[Supplied material Boundary: Start]
impl RebalanceManager {
    pub fn new(
        catalog: Arc<dyn Catalog>,
        balances: Arc<dyn BalanceStore>,
        lines: Arc<dyn LineStore>,
        config: PricingConfig,
        on_final_only: bool,
    ) -> Self {
        Self {
            catalog,
            balances,
            lines,
            resolver: RateResolver::new(),
            config,
            on_final_only,
        }
    }

    /// Whether `event` triggers a rebalance of its session
    ///
    /// Only real-time events that report actual usage qualify. Postpaid
    /// charge requests never do. With `on_final_only`, only the final
    /// record of the session does.
    pub fn is_required(&self, event: &UsageEvent) -> bool {
        event.realtime
            && !event.rebalance
            && event.reported_usage.is_some()
            && !event.is_request_type(self.config.postpay_charge_request_type)
            && (event.is_final() || !self.on_final_only)
    }

    /// Credit the difference between charged and reported usage
    ///
    /// Returns `None` when there is nothing to credit.
    #[instrument(skip(self, event), fields(stamp = %event.stamp, sid = event.sid))]
    pub async fn rebalance(&self, event: &UsageEvent) -> AppResult<Option<RebalanceOutcome>> {
        let Some(reported) = event.reported_usage else {
            return Ok(None);
        };
        let session = event.session_id.as_deref();

        let Some(line) = self.lines.last_archived_in_session(event.sid, session).await? else {
            debug!("No archived line in session {:?}", session);
            return Ok(None);
        };

        let charged = if self.on_final_only {
            self.lines.archived_session_usage(event.sid, session).await?
        } else {
            line.effective_usagev()
        };
        let diff = reported - charged;
        if diff >= Decimal::ZERO {
            debug!("Reported {} covers charged {}, nothing to credit", reported, charged);
            return Ok(None);
        }

        let Some(balance_id) = line.balance_ref else {
            warn!("Line {} has no balance reference, skipping rebalance", line.id);
            return Ok(None);
        };

        let rate = self
            .catalog
            .find_rate(&line.rate_ref)
            .await?
            .ok_or_else(|| AppError::RateNotFound(line.rate_ref.clone()))?;
        let tariff = self
            .resolver
            .resolve_tariff(&rate, line.usage_type, Some(&line.plan))?;
        // never refund more than the line was charged
        let charged_price = (line.aprice + line.correction("aprice")).max(Decimal::ZERO);
        let cost_delta = (self.resolver.price(tariff, reported) - self.resolver.price(tariff, charged))
            .max(-charged_price);

        self.credit(&line, balance_id, diff, cost_delta, &event.stamp)
            .await?;

        let deltas = line_corrections(&line, diff, cost_delta);
        self.lines.correct_archived(line.id, &deltas).await?;

        let live_deltas: BTreeMap<String, Decimal> = deltas
            .iter()
            .filter(|(field, _)| {
                **field == correction_field("usagev") || **field == correction_field("aprice")
            })
            .map(|(field, delta)| (field.clone(), *delta))
            .collect();
        let live_lines = self.lines.correct_live(event.sid, session, &live_deltas).await?;

        info!(
            "Rebalanced session {:?} of sid {}: charged {}, used {}, credited {}",
            session, event.sid, charged, reported, diff
        );
        Ok(Some(RebalanceOutcome {
            line_id: line.id,
            balance_id,
            charged,
            reported,
            diff,
            cost_delta,
            live_lines,
        }))
    }

    /// Conditioned credit of the balance, logged under `rebalance_<stamp>`
    ///
    /// The in-group part of the credit goes back to the groups that covered
    /// the line, on whichever balance holds them, in the same atomic write.
    async fn credit(
        &self,
        line: &PricedLine,
        balance_id: Uuid,
        diff: Decimal,
        cost_delta: Decimal,
        stamp: &str,
    ) -> AppResult<()> {
        let tx_stamp = correction_field(stamp);
        let usage_type = line.usage_type;
        let (_, in_delta) = split_credit(line, diff);
        let credits = group_credits(&line.arategroups, line.correction("in_group"), in_delta);
        let max = self.config.concurrent_max_retries.max(1);
        let mut retries = 0u32;

        loop {
            let balance = self
                .balances
                .find_by_id(balance_id)
                .await?
                .ok_or_else(|| AppError::BalanceNotFound(balance_id.to_string()))?;
            if balance.tx_entry(&tx_stamp).is_some() {
                debug!("Credit {} already applied to balance {}", tx_stamp, balance_id);
                return Ok(());
            }

            // volume-tracked allowances are not charged in money
            let cost = if balance.tracks_volume(usage_type) {
                Decimal::ZERO
            } else {
                cost_delta
            };
            let tx = Some((tx_stamp.clone(), PricingResult::flat(diff, cost)));

            let mut writes = vec![BalanceWrite {
                id: balance_id,
                expected: balance.snapshot(),
                update: BalanceUpdate {
                    usage_type: Some(usage_type),
                    usagev: diff,
                    cost,
                    count: 0,
                    groups: credits.get(&balance_id).cloned().unwrap_or_default(),
                    tx: tx.clone(),
                },
            }];
            for (holder_id, groups) in credits.iter().filter(|(id, _)| **id != balance_id) {
                let Some(holder) = self.balances.find_by_id(*holder_id).await? else {
                    warn!("Group holder {} is gone, dropping its credit", holder_id);
                    continue;
                };
                writes.push(BalanceWrite {
                    id: holder.id,
                    expected: holder.snapshot(),
                    update: BalanceUpdate {
                        usage_type: None,
                        count: 0,
                        groups: groups.clone(),
                        tx: tx.clone(),
                        ..Default::default()
                    },
                });
            }

            let outcome = if writes.len() == 1 {
                let write = &writes[0];
                self.balances
                    .conditional_update(write.id, &write.expected, &write.update)
                    .await?
            } else {
                self.balances.conditional_update_all(&writes).await?
            };

            match outcome {
                UpdateOutcome::Applied => return Ok(()),
                UpdateOutcome::Conflict => {
                    retries += 1;
                    if retries >= max {
                        return Err(AppError::PricingRetriesExhausted {
                            stamp: tx_stamp,
                            attempts: retries,
                        });
                    }
                    warn!("Balance {} changed during rebalance, retry {}", balance_id, retries);
                    tokio::time::sleep(Duration::from_micros(u64::from(retries))).await;
                }
            }
        }
    }
}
[Supplied material Boundary: End]
Work request: Among the records, find every line with the word "balances" and copy it.

Task answer:
        balances: Arc<dyn BalanceStore>,
            balances,
                .balances
                let Some(holder) = self.balances.find_by_id(*holder_id).await? else {
                self.balances
                self.balances.conditional_update_all(&writes).await?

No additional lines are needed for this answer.